DATASET ENTRIES:
*** Block opens ***
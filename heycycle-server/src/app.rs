use std::sync::Arc;

use axum::Router;
use axum::routing::{get, post};
use tower_http::cors::CorsLayer;
use tower_http::trace::TraceLayer;

use crate::configs::{SchemaManager, Settings, Storage};
use crate::handles::*;
use crate::repositories::PowerStatusRepository;
use crate::services::{
    CloudClient, ControlExecutor, CycleRunner, CycleSequencer, DeviceService, StatusService,
    StepExecutor, TokenService, TokenStore,
};

/// Services shared by the control surface and the command line.
#[derive(Clone)]
pub struct AppContext {
    pub client: Arc<CloudClient>,
    pub token_service: Arc<TokenService>,
    pub device_service: DeviceService,
    pub status_service: StatusService,
}

impl AppContext {
    pub async fn new(settings: &Settings) -> anyhow::Result<Self> {
        let storage = Arc::new(Storage::new(&settings.database)?);
        storage.create_schema(&SchemaManager::default()).await?;

        let client = Arc::new(CloudClient::new(
            &settings.cloud.base_url,
            settings.cloud.timeout(),
        )?);
        let token_service = Arc::new(TokenService::from_settings(
            client.clone(),
            &settings.cloud,
            TokenStore::new(&settings.token.path),
        )?);

        Ok(Self {
            device_service: DeviceService::new(client.clone()),
            status_service: StatusService::new(PowerStatusRepository::new(storage)),
            client,
            token_service,
        })
    }

    pub fn executor(&self, device_id: &str) -> ControlExecutor {
        ControlExecutor::new(
            self.token_service.clone(),
            self.device_service.clone(),
            self.status_service.clone(),
            device_id,
        )
    }

    pub fn sequencer(&self, settings: &Settings) -> CycleSequencer<ControlExecutor> {
        CycleSequencer::new(
            self.executor(&settings.cloud.device_id),
            settings.cycle.patterns.clone(),
        )
    }

    pub fn runner(&self, settings: &Settings) -> CycleRunner<ControlExecutor> {
        CycleRunner::new(
            self.sequencer(settings),
            &settings.cycle.steps_path,
            settings.cycle.total_runtime(),
        )
    }
}

pub async fn create_app(settings: &Arc<Settings>) -> anyhow::Result<Router> {
    let context = AppContext::new(settings).await?;

    Ok(create_router(Arc::new(context.runner(settings))))
}

pub fn create_router<E: StepExecutor + 'static>(runner: Arc<CycleRunner<E>>) -> Router {
    let cycle = Router::new()
        .route("/", get(get_cycle_status::<E>))
        .route("/start", post(start_cycle::<E>))
        .route("/stop", post(stop_cycle::<E>))
        .with_state(CycleState { runner });

    Router::new()
        .merge(cycle)
        .layer(TraceLayer::new_for_http())
        .layer(CorsLayer::permissive())
}
use heycycle_api::models::PortStates;
use serde::{Deserialize, Serialize};
use time::PrimitiveDateTime;

use super::Table;

/// One executed step. Ports map as power1 → fog, power2 → plasma, power3 → pump.
#[derive(Clone, Debug, PartialEq, Serialize, Deserialize, sqlx::FromRow)]
pub struct PowerStatus {
    pub id: i64,
    /// Absent for rows written outside the cycle sequencer
    pub cycle_id: Option<i64>,
    pub timestamp: PrimitiveDateTime,
    pub device_id: String,
    pub fog: bool,
    pub plasma: bool,
    pub pump: bool,
    pub description: String,
}

impl PowerStatus {
    pub fn new(
        device_id: &str,
        states: &PortStates,
        description: &str,
        cycle_id: Option<i64>,
        timestamp: PrimitiveDateTime,
    ) -> Self {
        Self {
            id: 0,
            cycle_id,
            timestamp,
            device_id: device_id.to_string(),
            fog: states.power1,
            plasma: states.power2,
            pump: states.power3,
            description: description.to_string(),
        }
    }

    pub fn states(&self) -> PortStates {
        PortStates::new(self.fog, self.plasma, self.pump)
    }
}

#[derive(Clone)]
pub struct PowerStatusTable;

impl Table for PowerStatusTable {
    fn name(&self) -> &'static str {
        "power_status"
    }

    fn create(&self) -> String {
        String::from(
            r#"
            CREATE TABLE IF NOT EXISTS power_status (
                id INTEGER PRIMARY KEY AUTOINCREMENT,
                cycle_id INTEGER,
                timestamp DATETIME NOT NULL,
                device_id VARCHAR(255) NOT NULL,
                fog BOOLEAN NOT NULL,
                plasma BOOLEAN NOT NULL,
                pump BOOLEAN NOT NULL,
                description TEXT NOT NULL
            );
            "#,
        )
    }

    fn dispose(&self) -> String {
        String::from("DROP TABLE IF EXISTS power_status;")
    }
}
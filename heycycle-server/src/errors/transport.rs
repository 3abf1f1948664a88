/// HTTP failure on a vendor call. Logged, and the step is skipped.
#[derive(Debug, thiserror::Error)]
pub enum TransportError {
    #[error("HTTP request failed: {0}")]
    Request(#[from] reqwest::Error),

    #[error("Unexpected status {status}: {body}")]
    Status { status: u16, body: String },
}
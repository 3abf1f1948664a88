use std::path::Path;

use heycycle_api::models::PortStates;
use serde::{Deserialize, Serialize};

use crate::errors::CatalogError;
use crate::models::Step;

/// One line of the step file: `description,power1,power2,power3,duration`.
#[derive(Debug, Serialize, Deserialize)]
struct StepRow {
    description: String,
    power1: String,
    power2: String,
    power3: String,
    duration: String,
}

impl StepRow {
    fn flag(value: &str) -> bool {
        value.trim().eq_ignore_ascii_case("true")
    }

    fn into_step(self) -> Result<Step, CatalogError> {
        let duration = self
            .duration
            .trim()
            .parse::<u64>()
            .map_err(|_| CatalogError::InvalidDuration {
                description: self.description.clone(),
                value: self.duration.clone(),
            })?;
        let states = PortStates::new(
            Self::flag(&self.power1),
            Self::flag(&self.power2),
            Self::flag(&self.power3),
        );

        Ok(Step::new(self.description, states, duration))
    }
}

impl From<&Step> for StepRow {
    fn from(step: &Step) -> Self {
        Self {
            description: step.description.clone(),
            power1: step.states.power1.to_string(),
            power2: step.states.power2.to_string(),
            power3: step.states.power3.to_string(),
            duration: step.duration.to_string(),
        }
    }
}

/// Loads the step catalog in file order.
pub fn load_steps(path: impl AsRef<Path>) -> Result<Vec<Step>, CatalogError> {
    let path = path.as_ref();
    let read_error = |source| CatalogError::Read {
        path: path.to_path_buf(),
        source,
    };

    let mut reader = csv::Reader::from_path(path).map_err(read_error)?;
    let steps = reader
        .deserialize::<StepRow>()
        .map(|row| row.map_err(read_error)?.into_step())
        .collect::<Result<Vec<_>, _>>()?;

    tracing::info!("{} steps loaded from {}", steps.len(), path.display());

    Ok(steps)
}

pub fn save_steps(path: impl AsRef<Path>, steps: &[Step]) -> Result<(), CatalogError> {
    let path = path.as_ref();
    let write_error = |source| CatalogError::Write {
        path: path.to_path_buf(),
        source,
    };

    let mut writer = csv::Writer::from_path(path).map_err(write_error)?;
    for step in steps {
        writer.serialize(StepRow::from(step)).map_err(write_error)?;
    }
    writer
        .flush()
        .map_err(|e| write_error(csv::Error::from(e)))?;

    tracing::info!("steps saved to {}", path.display());

    Ok(())
}

/// The fog/plasma program: 20 minutes on, 40 minutes off, pump always running.
pub fn default_steps() -> Vec<Step> {
    const ON: u64 = 60 * 20;
    const OFF: u64 = 60 * 40;

    vec![
        Step::new("Turning ON fog", PortStates::new(true, false, true), ON),
        Step::new("Turning OFF fog", PortStates::new(false, false, true), OFF),
        Step::new("Turning ON plasma", PortStates::new(false, true, true), ON),
        Step::new("Turning OFF plasma", PortStates::new(false, false, true), OFF),
        Step::new("Turning ON fog and plasma", PortStates::new(true, true, true), ON),
        Step::new("Turning OFF fog and plasma", PortStates::new(false, false, true), OFF),
    ]
}
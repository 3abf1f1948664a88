mod control;

pub use control::*;
use std::sync::Arc;

use heycycle_api::models::Credentials;

use crate::configs::Cloud;
use crate::errors::{AuthError, CipherError, TransportError};
use crate::models::{Token, local_now};
use crate::services::{CloudClient, CredentialCipher, TokenStore};

/// Hands out a valid vendor token, refreshing the cache when needed.
#[derive(Clone)]
pub struct TokenService {
    client: Arc<CloudClient>,
    cipher: CredentialCipher,
    credentials: Credentials,
    store: TokenStore,
}

impl TokenService {
    pub fn new(
        client: Arc<CloudClient>,
        cipher: CredentialCipher,
        credentials: Credentials,
        store: TokenStore,
    ) -> Self {
        Self {
            client,
            cipher,
            credentials,
            store,
        }
    }

    pub fn from_settings(
        client: Arc<CloudClient>,
        cloud: &Cloud,
        store: TokenStore,
    ) -> Result<Self, CipherError> {
        let cipher = CredentialCipher::new(&cloud.app_key)?;
        let credentials = Credentials::password_grant(
            &cloud.client_id,
            &cloud.client_secret,
            &cloud.username,
            &cloud.password,
        );

        Ok(Self::new(client, cipher, credentials, store))
    }

    pub async fn get_valid_token(&self) -> Result<Token, AuthError> {
        match self.store.load().await {
            Ok(Some(token)) if !token.is_expired(local_now()) => {
                tracing::debug!("using valid token from {}", self.store.path().display());
                return Ok(token);
            }
            Ok(_) => {}
            Err(e) => tracing::warn!("ignoring unreadable token cache: {}", e),
        }

        tracing::info!("token expired or unavailable, fetching a new one");

        self.refresh().await
    }

    /// Requests a new token and caches it. The cache is untouched on failure.
    pub async fn refresh(&self) -> Result<Token, AuthError> {
        let payload = serde_json::to_string(&self.credentials)
            .map_err(|e| AuthError::InvalidResponse(e.to_string()))?;

        let response = match self.client.request_token(self.cipher.encrypt(&payload)).await {
            Ok(response) => response,
            Err(TransportError::Status { status, body }) => {
                tracing::error!("error fetching token: {} {}", status, body);
                return Err(AuthError::Rejected { status, body });
            }
            Err(e) => {
                tracing::error!("error fetching token: {}", e);
                return Err(e.into());
            }
        };

        if response.access_token.is_empty() {
            return Err(AuthError::InvalidResponse(String::from(
                "access_token is empty",
            )));
        }

        let token = Token::issued(response, local_now());

        if let Err(e) = self.store.save(&token).await {
            tracing::error!("error saving token: {}", e);
        }

        Ok(token)
    }
}
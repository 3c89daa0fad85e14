use std::collections::BTreeMap;
use std::fmt::{self, Display};
use std::fs;
use std::path::{Path, PathBuf};

use cantal_core::{CantalError, Value};
use log::debug;

/// Key/value save data shared by every actor of a session.
pub trait SaveStore: fmt::Debug {
    fn get(&self, key: &str) -> Option<Value>;

    fn set(&mut self, key: &str, value: Value) -> Result<(), CantalError>;

    /// Writes pending changes to the backing medium, if there is one.
    fn flush(&mut self) -> Result<(), CantalError> {
        Ok(())
    }
}

#[derive(Debug, Clone, Default, PartialEq, Eq)]
pub struct MemorySaveStore {
    values: BTreeMap<String, Value>,
}

impl MemorySaveStore {
    pub fn new() -> Self {
        Self::default()
    }

    pub fn len(&self) -> usize {
        self.values.len()
    }

    pub fn is_empty(&self) -> bool {
        self.values.is_empty()
    }

    pub fn entries(&self) -> &BTreeMap<String, Value> {
        &self.values
    }
}

impl SaveStore for MemorySaveStore {
    fn get(&self, key: &str) -> Option<Value> {
        self.values.get(key).cloned()
    }

    fn set(&mut self, key: &str, value: Value) -> Result<(), CantalError> {
        self.values.insert(key.to_string(), value);
        Ok(())
    }
}

/// Save data kept in memory and written to one JSON document on `flush`.
#[derive(Debug)]
pub struct JsonFileSaveStore {
    path: PathBuf,
    values: BTreeMap<String, Value>,
    dirty: bool,
}

impl JsonFileSaveStore {
    /// Opens `path`. A missing file is an empty save.
    pub fn load(path: impl Into<PathBuf>) -> Result<Self, CantalError> {
        let path = path.into();
        let values = if path.exists() {
            let raw = fs::read_to_string(&path).map_err(|error| save_error(&path, error))?;
            serde_json::from_str(&raw).map_err(|error| save_error(&path, error))?
        } else {
            BTreeMap::new()
        };
        Ok(Self {
            path,
            values,
            dirty: false,
        })
    }

    pub fn path(&self) -> &Path {
        &self.path
    }

    pub fn is_dirty(&self) -> bool {
        self.dirty
    }
}

impl SaveStore for JsonFileSaveStore {
    fn get(&self, key: &str) -> Option<Value> {
        self.values.get(key).cloned()
    }

    fn set(&mut self, key: &str, value: Value) -> Result<(), CantalError> {
        if self.values.get(key) != Some(&value) {
            self.values.insert(key.to_string(), value);
            self.dirty = true;
        }
        Ok(())
    }

    fn flush(&mut self) -> Result<(), CantalError> {
        if !self.dirty {
            return Ok(());
        }
        let parent = match self.path.parent() {
            Some(parent) if !parent.as_os_str().is_empty() => parent,
            _ => Path::new("."),
        };
        fs::create_dir_all(parent).map_err(|error| save_error(&self.path, error))?;

        let payload = serde_json::to_string_pretty(&self.values)
            .map_err(|error| save_error(&self.path, error))?;
        fs::write(&self.path, payload).map_err(|error| save_error(&self.path, error))?;
        debug!(
            "flushed {} save entries to {}",
            self.values.len(),
            self.path.display()
        );
        self.dirty = false;
        Ok(())
    }
}

fn save_error(path: &Path, error: impl Display) -> CantalError {
    CantalError::SaveStore {
        message: format!("{}: {}", path.display(), error),
    }
}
*** Block closes ***
TO DO: Repeat, character for character, the lines of the material above from the line with "let raw = fs::read_to_string(&path).map_err(|error|" through the line with "let payload = serde_json::to_string_pretty(&self.values)".

SOLUTION FOR THIS EXERCISE:
            let raw = fs::read_to_string(&path).map_err(|error| save_error(&path, error))?;
            serde_json::from_str(&raw).map_err(|error| save_error(&path, error))?
        } else {
            BTreeMap::new()
        };
        Ok(Self {
            path,
            values,
            dirty: false,
        })
    }

    pub fn path(&self) -> &Path {
        &self.path
    }

    pub fn is_dirty(&self) -> bool {
        self.dirty
    }
}

impl SaveStore for JsonFileSaveStore {
    fn get(&self, key: &str) -> Option<Value> {
        self.values.get(key).cloned()
    }

    fn set(&mut self, key: &str, value: Value) -> Result<(), CantalError> {
        if self.values.get(key) != Some(&value) {
            self.values.insert(key.to_string(), value);
            self.dirty = true;
        }
        Ok(())
    }

    fn flush(&mut self) -> Result<(), CantalError> {
        if !self.dirty {
            return Ok(());
        }
        let parent = match self.path.parent() {
            Some(parent) if !parent.as_os_str().is_empty() => parent,
            _ => Path::new("."),
        };
        fs::create_dir_all(parent).map_err(|error| save_error(&self.path, error))?;

        let payload = serde_json::to_string_pretty(&self.values)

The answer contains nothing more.